Wednesday, April 2, 2008

Team Fortress 2 Makes Me Hate Myself

Why does my computer feel the need to remind me of my worthlessness?

People choose different ways to waste their lives. Some people watch TV. Others pursue an acting “career.” Personally, I tend to surf around the internet, and play video games.

Except for the crushing loneliness, I’ve been generally content with this non-existence until the last few months, when I started playing a game called Team Fortress 2, or as the kids call it, TF2.

The problem is that TF2 makes me hate myself.


Don’t get me wrong, it’s a fun game. Addicting even, which may be the problem. See, when I load up a new map, it shares with me the amount of time I’ve been playing.

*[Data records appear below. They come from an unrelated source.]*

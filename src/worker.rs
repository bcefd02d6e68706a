//! Worker pool: pops runnable requests off the priority queue, runs the
//! retry/fallback executor under the request deadline and cancel signal,
//! and commits the terminal state.

use std::sync::Arc;
use std::time::{Duration, Instant};

use tokio::sync::mpsc;

use crate::backend::ExecContext;
use crate::executor::{execute_chain, ExecOutcome};
use crate::queue::QueuedItem;
use crate::server::{failure_response, Gateway};
use crate::single_flight::FlightOutcome;
use crate::store::StoreError;
use crate::types::{
    now_millis, preview, CostSample, ErrorKind, GatewayEvent, RequestStatus, ResponseRecord,
};

/// How long a cancelled backend gets to unwind before the worker abandons
/// the execution task.
pub const CANCEL_GRACE: Duration = Duration::from_secs(2);

const IDLE_POLL: Duration = Duration::from_millis(200);

pub fn spawn_workers(gateway: Arc<Gateway>, count: usize) {
    for worker_id in 0..count.max(1) {
        let gateway = Arc::clone(&gateway);
        tokio::spawn(async move {
            worker_loop(gateway, worker_id as u64).await;
        });
    }
}

async fn worker_loop(gateway: Arc<Gateway>, worker_id: u64) {
    loop {
        let item = gateway.queue.pop_runnable(|candidate| {
            let Some(handle) = gateway.providers.get(&candidate.provider) else {
                // Unknown providers are rejected at intake; treat a stale
                // row as runnable so it fails fast below.
                return true;
            };
            handle.is_enabled()
                && handle.semaphore.available_permits() > 0
                && gateway
                    .limiter
                    .try_acquire_provider(&candidate.provider, handle.settings.rpm)
        });
        match item {
            Some(item) => process(&gateway, item, worker_id).await,
            None => {
                tokio::select! {
                    _ = gateway.queue.wait_for_work() => {}
                    _ = tokio::time::sleep(IDLE_POLL) => {}
                }
            }
        }
    }
}

async fn process(gateway: &Arc<Gateway>, item: QueuedItem, worker_id: u64) {
    let Ok(Some(request)) = gateway.store.get_request(&item.id).await else {
        tracing::warn!(request_id = %item.id, "queued request missing from the store");
        return;
    };
    if request.status != RequestStatus::Queued {
        // Cancelled between queue pop and pickup.
        return;
    }

    let Some(handle) = gateway.provider_handle(&request.provider) else {
        let response = failure_response(
            &request.id,
            ErrorKind::PermanentBackend,
            format!("provider {} is not configured", request.provider),
            None,
        );
        if let Err(err) = gateway
            .store
            .finish(
                &request.id,
                RequestStatus::Queued,
                RequestStatus::Failed,
                &response,
            )
            .await
        {
            tracing::error!(request_id = %request.id, error = %err, "failed to settle orphan");
        }
        gateway.notify_terminal(&request.id);
        return;
    };

    let permit = match Arc::clone(&handle.semaphore).acquire_owned().await {
        Ok(permit) => permit,
        Err(_) => return,
    };

    // Register the cancel token before the processing commit: anyone who
    // observes this request as processing can also find and signal it.
    let token = gateway.register_cancel_token(&request.id);
    match gateway.store.mark_processing(&request.id, worker_id).await {
        Ok(()) => {}
        Err(StoreError::Conflict { .. }) => {
            gateway.drop_cancel_token(&request.id);
            return;
        }
        Err(err) => {
            tracing::error!(request_id = %request.id, error = %err, "pickup transition failed");
            gateway.drop_cancel_token(&request.id);
            return;
        }
    }

    gateway
        .metrics
        .observe_queue_wait(Duration::from_millis(
            now_millis().saturating_sub(request.submitted_at_ms),
        ));
    gateway.events.publish(&GatewayEvent::RequestProcessing {
        request_id: request.id.clone(),
        provider: request.provider.clone(),
    });

    let deadline = deadline_instant(request.deadline_ms);
    let mut ctx = ExecContext::new(deadline, token.clone());
    let mut chunk_task = None;
    if gateway.stream_requested(&request.id) {
        let (tx, task) = spawn_chunk_forwarder(gateway, &request.id);
        ctx.chunks = Some(tx);
        chunk_task = Some(task);
    }

    let chain = gateway.chain_for(&request.provider);
    let started = Instant::now();

    let exec_gateway = Arc::clone(gateway);
    let exec_request = request.clone();
    let exec_ctx = ctx.clone();
    let mut exec_task = tokio::spawn(async move {
        execute_chain(
            &exec_request,
            &chain,
            &exec_gateway.config.retry,
            &exec_ctx,
            &exec_gateway.store,
            &exec_gateway.events,
            &exec_gateway.metrics,
        )
        .await
    });

    let outcome = tokio::select! {
        joined = &mut exec_task => join_outcome(joined, &request.provider),
        _ = token.cancelled() => {
            // Cooperative unwind first; force-terminate after the grace
            // window so a cancelled transition is never delayed past it.
            match tokio::time::timeout(CANCEL_GRACE, &mut exec_task).await {
                Ok(joined) => join_outcome(joined, &request.provider),
                Err(_) => {
                    exec_task.abort();
                    ExecOutcome::Failure {
                        kind: ErrorKind::Cancelled,
                        message: "backend did not unwind within the grace window".to_string(),
                        provider: request.provider.clone(),
                    }
                }
            }
        }
    };
    let outcome = if token.is_cancelled() {
        ExecOutcome::Failure {
            kind: ErrorKind::Cancelled,
            message: "request cancelled".to_string(),
            provider: request.provider.clone(),
        }
    } else {
        outcome
    };

    // Drop our chunk sender and drain the forwarder so every stream_chunk
    // event precedes the terminal event for this request.
    ctx.chunks = None;
    if let Some(task) = chunk_task {
        let _ = task.await;
    }

    let latency_ms = started.elapsed().as_millis() as u64;
    match outcome {
        ExecOutcome::Success {
            text,
            thinking,
            tokens,
            cost_usd,
            provider,
            backend,
        } => {
            let response = ResponseRecord {
                request_id: request.id.clone(),
                text,
                thinking,
                tokens,
                latency_ms,
                backend: Some(backend),
                provider_used: Some(provider.clone()),
                error_kind: None,
                error_message: None,
                cached: false,
                completed_at_ms: now_millis(),
            };
            settle_success(gateway, &request, &provider, response).await;
        }
        ExecOutcome::Failure {
            kind,
            message,
            provider,
        } => {
            settle_failure(gateway, &request.id, &provider, kind, message, Some(latency_ms)).await;
        }
    }

    gateway.drop_cancel_token(&request.id);
    drop(permit);
    gateway.queue.wake();
}

fn join_outcome(
    joined: Result<ExecOutcome, tokio::task::JoinError>,
    provider: &str,
) -> ExecOutcome {
    joined.unwrap_or_else(|err| {
        tracing::error!(error = %err, "executor task failed");
        ExecOutcome::Failure {
            kind: ErrorKind::TransientBackend,
            message: "executor task aborted".to_string(),
            provider: provider.to_string(),
        }
    })
}

async fn settle_success(
    gateway: &Arc<Gateway>,
    request: &crate::types::RequestRecord,
    provider: &str,
    response: ResponseRecord,
) {
    // Cache before the terminal commit becomes observable: anyone who sees
    // this request completed (waiters included) must also see the entry.
    let serving_handle = gateway.provider_handle(provider);
    if !request.bypass_cache {
        let ttl_override = serving_handle
            .as_ref()
            .and_then(|handle| handle.settings.cache_ttl_s);
        if let Err(err) = gateway
            .cache
            .put(&request.fingerprint, &response, ttl_override)
            .await
        {
            tracing::error!(request_id = %request.id, error = %err, "cache write failed");
        }
    }

    let stored = gateway
        .store
        .finish(
            &request.id,
            RequestStatus::Processing,
            RequestStatus::Completed,
            &response,
        )
        .await;
    if let Err(err) = stored {
        tracing::error!(request_id = %request.id, error = %err, "failed to commit completion");
        if let Some(guard) = gateway.take_leader(&request.id) {
            guard.resolve(FlightOutcome::Failure {
                kind: ErrorKind::StorageUnavailable,
                message: "state store rejected the completion".to_string(),
            });
        }
        gateway.notify_terminal(&request.id);
        return;
    }

    if let Some(guard) = gateway.take_leader(&request.id) {
        guard.resolve(FlightOutcome::Success {
            text: response.text.clone(),
            thinking: response.thinking.clone(),
            tokens: response.tokens,
            provider_used: provider.to_string(),
        });
    }

    let cost_usd = serving_handle
        .as_ref()
        .map(|handle| {
            handle
                .settings
                .cost_per_1k
                .map(|cost| {
                    (response.tokens.input as f64 / 1000.0) * cost.input
                        + (response.tokens.output as f64 / 1000.0) * cost.output
                })
                .unwrap_or(0.0)
        })
        .unwrap_or(0.0);
    let sample = CostSample {
        provider: provider.to_string(),
        request_id: Some(request.id.clone()),
        model: request.model.clone(),
        input_tokens: response.tokens.input as u64,
        output_tokens: response.tokens.output as u64,
        cost_usd,
        ts_ms: now_millis(),
    };
    if let Err(err) = gateway.store.cost_sample_append(&sample).await {
        tracing::error!(request_id = %request.id, error = %err, "cost sample write failed");
    }

    gateway
        .metrics
        .record_completed(provider, Duration::from_millis(response.latency_ms));
    gateway.events.publish(&GatewayEvent::RequestCompleted {
        request_id: request.id.clone(),
        provider: provider.to_string(),
        latency_ms: response.latency_ms,
        cached: false,
        preview: preview(&response.text),
    });
    gateway.notify_terminal(&request.id);
}

async fn settle_failure(
    gateway: &Arc<Gateway>,
    request_id: &str,
    provider: &str,
    kind: ErrorKind,
    message: String,
    latency_ms: Option<u64>,
) {
    let mut response = failure_response(request_id, kind, message.clone(), Some(provider.to_string()));
    if let Some(latency_ms) = latency_ms {
        response.latency_ms = latency_ms;
    }
    let to = kind.terminal_status();
    let stored = gateway
        .store
        .finish(request_id, RequestStatus::Processing, to, &response)
        .await;
    if let Err(err) = stored {
        tracing::error!(request_id, error = %err, "failed to commit failure");
    }

    if let Some(guard) = gateway.take_leader(request_id) {
        guard.resolve(FlightOutcome::Failure {
            kind,
            message: message.clone(),
        });
    }

    match kind {
        ErrorKind::Cancelled => {
            gateway.metrics.record_cancelled();
            gateway.events.publish(&GatewayEvent::RequestCancelled {
                request_id: request_id.to_string(),
            });
        }
        ErrorKind::TimedOut => {
            gateway.metrics.record_timed_out();
            gateway.events.publish(&GatewayEvent::RequestFailed {
                request_id: request_id.to_string(),
                provider: provider.to_string(),
                error_kind: kind,
                message,
            });
        }
        _ => {
            gateway.metrics.record_failed(provider);
            gateway.events.publish(&GatewayEvent::RequestFailed {
                request_id: request_id.to_string(),
                provider: provider.to_string(),
                error_kind: kind,
                message,
            });
        }
    }
    gateway.notify_terminal(request_id);
}

fn deadline_instant(deadline_ms: u64) -> Instant {
    let now = now_millis();
    let remaining = deadline_ms.saturating_sub(now);
    Instant::now() + Duration::from_millis(remaining)
}

fn spawn_chunk_forwarder(
    gateway: &Arc<Gateway>,
    request_id: &str,
) -> (mpsc::Sender<String>, tokio::task::JoinHandle<()>) {
    let (tx, mut rx) = mpsc::channel::<String>(64);
    let gateway = Arc::clone(gateway);
    let request_id = request_id.to_string();
    let task = tokio::spawn(async move {
        let mut seq = 0u64;
        while let Some(content) = rx.recv().await {
            gateway.events.publish(&GatewayEvent::StreamChunk {
                request_id: request_id.clone(),
                seq,
                content,
            });
            seq += 1;
        }
    });
    (tx, task)
}
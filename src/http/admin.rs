use std::sync::Arc;

use axum::extract::{Path, Query, State};
use axum::response::{IntoResponse, Response};
use axum::Json;
use serde::Deserialize;

use super::ok;
use crate::error::GatewayError;
use crate::server::Gateway;
use crate::types::ApiKeyRecord;

pub async fn toggle_provider(
    State(gateway): State<Arc<Gateway>>,
    Path(name): Path<String>,
) -> Result<Response, GatewayError> {
    let enabled = gateway
        .toggle_provider(&name)
        .ok_or(GatewayError::UnknownProvider { name: name.clone() })?;
    Ok(ok(serde_json::json!({"provider": name, "enabled": enabled})).into_response())
}

pub async fn cache_stats(State(gateway): State<Arc<Gateway>>) -> Result<Response, GatewayError> {
    let stats = gateway.cache.stats().await?;
    Ok(ok(stats).into_response())
}

pub async fn cache_clear(State(gateway): State<Arc<Gateway>>) -> Result<Response, GatewayError> {
    let removed = gateway.cache.clear().await?;
    Ok(ok(serde_json::json!({"removed": removed})).into_response())
}

pub async fn cache_cleanup(State(gateway): State<Arc<Gateway>>) -> Result<Response, GatewayError> {
    let removed = gateway.cache.cleanup().await?;
    Ok(ok(serde_json::json!({"removed": removed})).into_response())
}

#[derive(Debug, Deserialize)]
pub struct CreateKeyBody {
    pub name: String,
    #[serde(default)]
    pub rpm: Option<u32>,
}

#[derive(Debug, serde::Serialize)]
pub struct CreatedKey {
    #[serde(flatten)]
    pub record: ApiKeyRecord,
    /// Plaintext secret, returned exactly once at creation time.
    pub secret: String,
}

pub async fn create_key(
    State(gateway): State<Arc<Gateway>>,
    Json(body): Json<CreateKeyBody>,
) -> Result<Response, GatewayError> {
    if body.name.trim().is_empty() {
        return Err(GatewayError::Validation {
            reason: "key name must not be empty".to_string(),
        });
    }
    let (record, secret) = gateway.store.api_key_create(&body.name, body.rpm).await?;
    Ok(ok(CreatedKey { record, secret }).into_response())
}

pub async fn list_keys(State(gateway): State<Arc<Gateway>>) -> Result<Response, GatewayError> {
    let keys = gateway.store.api_key_list().await?;
    Ok(ok(keys).into_response())
}

pub async fn delete_key(
    State(gateway): State<Arc<Gateway>>,
    Path(id): Path<String>,
) -> Result<Response, GatewayError> {
    if !gateway.store.api_key_delete(&id).await? {
        return Err(GatewayError::NotFound { id });
    }
    Ok(ok(serde_json::json!({"deleted": id})).into_response())
}

#[derive(Debug, Deserialize)]
pub struct CostQuery {
    #[serde(default)]
    pub days: Option<u64>,
}

pub async fn costs_summary(
    State(gateway): State<Arc<Gateway>>,
    Query(query): Query<CostQuery>,
) -> Result<Response, GatewayError> {
    let summary = gateway
        .store
        .cost_summary(query.days.unwrap_or(30).clamp(1, 365))
        .await?;
    Ok(ok(summary).into_response())
}

pub async fn costs_by_provider(
    State(gateway): State<Arc<Gateway>>,
    Query(query): Query<CostQuery>,
) -> Result<Response, GatewayError> {
    let costs = gateway
        .store
        .cost_by_provider(query.days.unwrap_or(30).clamp(1, 365))
        .await?;
    Ok(ok(costs).into_response())
}

pub async fn costs_by_day(
    State(gateway): State<Arc<Gateway>>,
    Query(query): Query<CostQuery>,
) -> Result<Response, GatewayError> {
    let costs = gateway
        .store
        .cost_by_day(query.days.unwrap_or(7).clamp(1, 365))
        .await?;
    Ok(ok(costs).into_response())
}
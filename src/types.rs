//! Core data model: request/response records, lifecycle statuses, error
//! kinds, and the lifecycle events broadcast on the bus.

use std::sync::atomic::{AtomicU64, Ordering};

use serde::{Deserialize, Serialize};

static REQUEST_ID_SEQ: AtomicU64 = AtomicU64::new(0);

pub fn now_millis() -> u64 {
    std::time::SystemTime::now()
        .duration_since(std::time::UNIX_EPOCH)
        .map(|duration| duration.as_millis() as u64)
        .unwrap_or(0)
}

/// Time-ordered unique request id. Millisecond prefix keeps lexicographic
/// order aligned with submission order; the sequence suffix disambiguates
/// ids minted within the same millisecond.
pub fn next_request_id() -> String {
    let seq = REQUEST_ID_SEQ.fetch_add(1, Ordering::Relaxed);
    format!("req-{:012x}-{:04x}", now_millis(), seq & 0xffff)
}

#[derive(Clone, Copy, Debug, PartialEq, Eq, Serialize, Deserialize)]
#[serde(rename_all = "snake_case")]
pub enum RequestStatus {
    Queued,
    Processing,
    Completed,
    Failed,
    Cancelled,
    TimedOut,
}

impl RequestStatus {
    pub fn as_str(&self) -> &'static str {
        match self {
            Self::Queued => "queued",
            Self::Processing => "processing",
            Self::Completed => "completed",
            Self::Failed => "failed",
            Self::Cancelled => "cancelled",
            Self::TimedOut => "timed_out",
        }
    }

    pub fn parse(value: &str) -> Option<Self> {
        match value {
            "queued" => Some(Self::Queued),
            "processing" => Some(Self::Processing),
            "completed" => Some(Self::Completed),
            "failed" => Some(Self::Failed),
            "cancelled" => Some(Self::Cancelled),
            "timed_out" => Some(Self::TimedOut),
            _ => None,
        }
    }

    pub fn is_terminal(&self) -> bool {
        matches!(
            self,
            Self::Completed | Self::Failed | Self::Cancelled | Self::TimedOut
        )
    }
}

#[derive(Clone, Copy, Debug, PartialEq, Eq, Serialize, Deserialize)]
#[serde(rename_all = "snake_case")]
pub enum ErrorKind {
    Validation,
    AuthRequired,
    RateLimited,
    TransientBackend,
    PermanentBackend,
    TimedOut,
    Cancelled,
    Interrupted,
    QueueFull,
    StorageUnavailable,
}

impl ErrorKind {
    pub fn as_str(&self) -> &'static str {
        match self {
            Self::Validation => "validation",
            Self::AuthRequired => "auth_required",
            Self::RateLimited => "rate_limited",
            Self::TransientBackend => "transient_backend",
            Self::PermanentBackend => "permanent_backend",
            Self::TimedOut => "timed_out",
            Self::Cancelled => "cancelled",
            Self::Interrupted => "interrupted",
            Self::QueueFull => "queue_full",
            Self::StorageUnavailable => "storage_unavailable",
        }
    }

    pub fn parse(value: &str) -> Option<Self> {
        match value {
            "validation" => Some(Self::Validation),
            "auth_required" => Some(Self::AuthRequired),
            "rate_limited" => Some(Self::RateLimited),
            "transient_backend" => Some(Self::TransientBackend),
            "permanent_backend" => Some(Self::PermanentBackend),
            "timed_out" => Some(Self::TimedOut),
            "cancelled" => Some(Self::Cancelled),
            "interrupted" => Some(Self::Interrupted),
            "queue_full" => Some(Self::QueueFull),
            "storage_unavailable" => Some(Self::StorageUnavailable),
            _ => None,
        }
    }

    /// The terminal status a request lands in when this kind is final.
    pub fn terminal_status(&self) -> RequestStatus {
        match self {
            Self::TimedOut => RequestStatus::TimedOut,
            Self::Cancelled => RequestStatus::Cancelled,
            _ => RequestStatus::Failed,
        }
    }
}

#[derive(Clone, Copy, Debug, PartialEq, Eq, Serialize, Deserialize)]
#[serde(rename_all = "snake_case")]
pub enum BackendKind {
    HttpApi,
    Cli,
    Terminal,
}

impl BackendKind {
    pub fn as_str(&self) -> &'static str {
        match self {
            Self::HttpApi => "http_api",
            Self::Cli => "cli",
            Self::Terminal => "terminal",
        }
    }

    pub fn parse(value: &str) -> Option<Self> {
        match value {
            "http_api" => Some(Self::HttpApi),
            "cli" => Some(Self::Cli),
            "terminal" => Some(Self::Terminal),
            _ => None,
        }
    }
}

#[derive(Clone, Copy, Debug, PartialEq, Eq, Serialize, Deserialize)]
#[serde(rename_all = "snake_case")]
pub enum ProviderHealth {
    Ok,
    Degraded,
    Down,
    Unknown,
}

impl ProviderHealth {
    pub fn as_str(&self) -> &'static str {
        match self {
            Self::Ok => "ok",
            Self::Degraded => "degraded",
            Self::Down => "down",
            Self::Unknown => "unknown",
        }
    }
}

#[derive(Clone, Copy, Debug, Default, PartialEq, Eq, Serialize, Deserialize)]
pub struct TokenUsage {
    pub input: u32,
    pub output: u32,
    pub total: u32,
}

impl TokenUsage {
    pub fn new(input: u32, output: u32) -> Self {
        Self {
            input,
            output,
            total: input.saturating_add(output),
        }
    }
}

#[derive(Clone, Debug, Serialize, Deserialize)]
pub struct RequestRecord {
    pub id: String,
    pub provider: String,
    #[serde(skip_serializing_if = "Option::is_none")]
    pub model: Option<String>,
    #[serde(skip_serializing_if = "Option::is_none")]
    pub agent: Option<String>,
    pub prompt: String,
    pub priority: i64,
    pub status: RequestStatus,
    pub attempts: u32,
    pub fingerprint: String,
    pub bypass_cache: bool,
    #[serde(skip_serializing_if = "Option::is_none")]
    pub api_key_id: Option<String>,
    #[serde(skip_serializing_if = "Option::is_none")]
    pub parent_id: Option<String>,
    #[serde(skip_serializing_if = "Option::is_none")]
    pub worker: Option<u64>,
    pub submitted_at_ms: u64,
    pub deadline_ms: u64,
    pub updated_at_ms: u64,
}

#[derive(Clone, Debug, Serialize, Deserialize)]
pub struct ResponseRecord {
    pub request_id: String,
    pub text: String,
    #[serde(skip_serializing_if = "Option::is_none")]
    pub thinking: Option<String>,
    pub tokens: TokenUsage,
    pub latency_ms: u64,
    #[serde(skip_serializing_if = "Option::is_none")]
    pub backend: Option<BackendKind>,
    #[serde(skip_serializing_if = "Option::is_none")]
    pub provider_used: Option<String>,
    #[serde(skip_serializing_if = "Option::is_none")]
    pub error_kind: Option<ErrorKind>,
    #[serde(skip_serializing_if = "Option::is_none")]
    pub error_message: Option<String>,
    pub cached: bool,
    pub completed_at_ms: u64,
}

#[derive(Clone, Copy, Debug, PartialEq, Eq, Serialize, Deserialize)]
#[serde(rename_all = "snake_case")]
pub enum KeyStatus {
    Active,
    Disabled,
}

impl KeyStatus {
    pub fn as_str(&self) -> &'static str {
        match self {
            Self::Active => "active",
            Self::Disabled => "disabled",
        }
    }

    pub fn parse(value: &str) -> Option<Self> {
        match value {
            "active" => Some(Self::Active),
            "disabled" => Some(Self::Disabled),
            _ => None,
        }
    }
}

/// Api key as surfaced by the admin API. The secret is hashed at rest and
/// never part of this record.
#[derive(Clone, Debug, Serialize, Deserialize)]
pub struct ApiKeyRecord {
    pub id: String,
    pub name: String,
    pub status: KeyStatus,
    #[serde(skip_serializing_if = "Option::is_none")]
    pub rpm: Option<u32>,
    pub created_at_ms: u64,
    #[serde(skip_serializing_if = "Option::is_none")]
    pub last_used_ms: Option<u64>,
}

#[derive(Clone, Debug, Serialize, Deserialize)]
pub struct CostSample {
    pub provider: String,
    #[serde(skip_serializing_if = "Option::is_none")]
    pub request_id: Option<String>,
    #[serde(skip_serializing_if = "Option::is_none")]
    pub model: Option<String>,
    pub input_tokens: u64,
    pub output_tokens: u64,
    pub cost_usd: f64,
    pub ts_ms: u64,
}

/// Lifecycle events broadcast to WebSocket subscribers. Serialized once per
/// publication as `{"type": ..., "data": ..., "ts_ms": ...}`.
#[derive(Clone, Debug, Serialize)]
#[serde(tag = "type", content = "data", rename_all = "snake_case")]
pub enum GatewayEvent {
    RequestSubmitted {
        request_id: String,
        provider: String,
        preview: String,
    },
    RequestProcessing {
        request_id: String,
        provider: String,
    },
    RequestCompleted {
        request_id: String,
        provider: String,
        latency_ms: u64,
        cached: bool,
        preview: String,
    },
    RequestFailed {
        request_id: String,
        provider: String,
        error_kind: ErrorKind,
        message: String,
    },
    RequestCancelled {
        request_id: String,
    },
    BackendExecuting {
        request_id: String,
        provider: String,
        backend: BackendKind,
        attempt: u32,
        #[serde(skip_serializing_if = "Option::is_none")]
        command: Option<String>,
    },
    ProviderHealthChanged {
        provider: String,
        from: ProviderHealth,
        to: ProviderHealth,
    },
    StreamChunk {
        request_id: String,
        seq: u64,
        content: String,
    },
}

/// Truncate text for event payloads and log lines.
pub fn preview(text: &str) -> String {
    const MAX: usize = 100;
    if text.chars().count() <= MAX {
        return text.to_string();
    }
    let cut: String = text.chars().take(MAX).collect();
    format!("{cut}...")
}
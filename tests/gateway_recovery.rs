//! Restart behavior: no request survives a process boundary in a
//! non-terminal state.

use std::sync::Arc;

use axum::body::{to_bytes, Body};
use axum::http::{Request, StatusCode};
use serde_json::{json, Value};
use tower::util::ServiceExt;

use switchyard::store::SqliteStore;
use switchyard::types::{now_millis, RequestRecord, RequestStatus};
use switchyard::{Gateway, GatewayConfig};

fn config(dir: &std::path::Path) -> GatewayConfig {
    serde_json::from_value(json!({
        "providers": [{
            "name": "P",
            "backend_type": "cli",
            "command": "true",
        }],
        "cache": {"enabled": false},
        "storage": {"path": dir.join("gateway.sqlite")},
        "workers": 1
    }))
    .expect("config json")
}

fn stranded_request(id: &str) -> RequestRecord {
    let now = now_millis();
    RequestRecord {
        id: id.to_string(),
        provider: "P".to_string(),
        model: None,
        agent: None,
        prompt: "left behind".to_string(),
        priority: 0,
        status: RequestStatus::Queued,
        attempts: 1,
        fingerprint: "fp".to_string(),
        bypass_cache: false,
        api_key_id: None,
        parent_id: None,
        worker: None,
        submitted_at_ms: now,
        deadline_ms: now + 60_000,
        updated_at_ms: now,
    }
}

#[tokio::test]
async fn restart_marks_stranded_requests_interrupted() {
    let dir = tempfile::tempdir().expect("tempdir");
    let db_path = dir.path().join("gateway.sqlite");

    // A previous process left one queued and one processing request behind.
    {
        let store = SqliteStore::new(&db_path);
        store.init().await.expect("init");
        store
            .put_request(&stranded_request("req-queued"))
            .await
            .expect("put");
        store
            .put_request(&stranded_request("req-processing"))
            .await
            .expect("put");
        store
            .mark_processing("req-processing", 3)
            .await
            .expect("processing");
    }

    let gateway = Arc::new(Gateway::new(config(dir.path())).await.expect("gateway"));
    gateway.start().await.expect("start");
    let app = switchyard::http::router(Arc::clone(&gateway));

    for id in ["req-queued", "req-processing"] {
        let request = Request::builder()
            .method("GET")
            .uri(format!("/api/query/{id}"))
            .body(Body::empty())
            .expect("request");
        let response = app.clone().oneshot(request).await.expect("response");
        assert_eq!(response.status(), StatusCode::OK);
        let bytes = to_bytes(response.into_body(), usize::MAX).await.expect("body");
        let body: Value = serde_json::from_slice(&bytes).expect("json");
        assert_eq!(body["data"]["status"], "failed", "request {id}");
        assert_eq!(body["data"]["error"]["code"], "interrupted");
    }

    // The recovered rows are terminal, so no queued or processing request
    // remains anywhere in the store.
    for status in [RequestStatus::Queued, RequestStatus::Processing] {
        let remaining = gateway
            .store
            .list_requests(switchyard::store::RequestFilter {
                status: Some(status),
                ..Default::default()
            })
            .await
            .expect("list");
        assert!(remaining.is_empty(), "stranded rows left in {status:?}");
    }
}

#[tokio::test]
async fn recovered_requests_have_exactly_one_response_row() {
    let dir = tempfile::tempdir().expect("tempdir");
    let db_path = dir.path().join("gateway.sqlite");
    {
        let store = SqliteStore::new(&db_path);
        store.init().await.expect("init");
        store
            .put_request(&stranded_request("req-a"))
            .await
            .expect("put");
    }

    let gateway = Arc::new(Gateway::new(config(dir.path())).await.expect("gateway"));
    gateway.start().await.expect("start");

    let response = gateway
        .store
        .get_response("req-a")
        .await
        .expect("get")
        .expect("response row");
    assert_eq!(
        response.error_kind,
        Some(switchyard::ErrorKind::Interrupted)
    );

    let transitions = gateway
        .store
        .list_transitions("req-a")
        .await
        .expect("transitions");
    assert_eq!(transitions.len(), 1);
    assert_eq!(transitions[0].from_status, RequestStatus::Queued);
    assert_eq!(transitions[0].to_status, RequestStatus::Failed);
}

Not the amount of time since I sat down to play, but the time I’ve spent playing it. Ever.


It’s in a box called “Your Performance Report”, but should be more accurately called “Say goodbye to your 20s.”

According to my performance report, I’ve played about 170 hours, almost 50 hours as the engineer class alone. And that class is lame.

Using what’s left of my math skills, I’ve calculated that 170 hours is over four 40 hour weeks: A whole month of additional full-time employment. At the pay rate of my current job, I could have earned literally hundreds of dollars.

170 hours would be enough time to crank out an entire screenplay. And everyone knows that this town is desperately short on screenplays.

Or I could have maybe dated a girl. 170 hours of relationship could possibly translate into dozens of minutes of sex.

Or I could have maybe exercised a little. I took my shirt off the other day, and I think I'm a B cup now. A full B.

So why do I still play? I bought the game for about fifty bucks, so each hour of amusement has cost me about thirty cents. That’s the best deal in entertainment since back when Grandpa was slipping quarters into the knickers of dancing French street floosies.

Compare that to seeing a movie. 2 hours for $12. $6 an hour? Buying a DVD doesn't compare unless you watch the same movie about 25 times. What about spending $15 on a measly 40 minutes of music? A stripper charges $30 for 3 minute lap dance. No, thanks.

I’m all about value. And I'm not alone. Maybe that's why Halo 3 sunk the box-office the weekend it was released.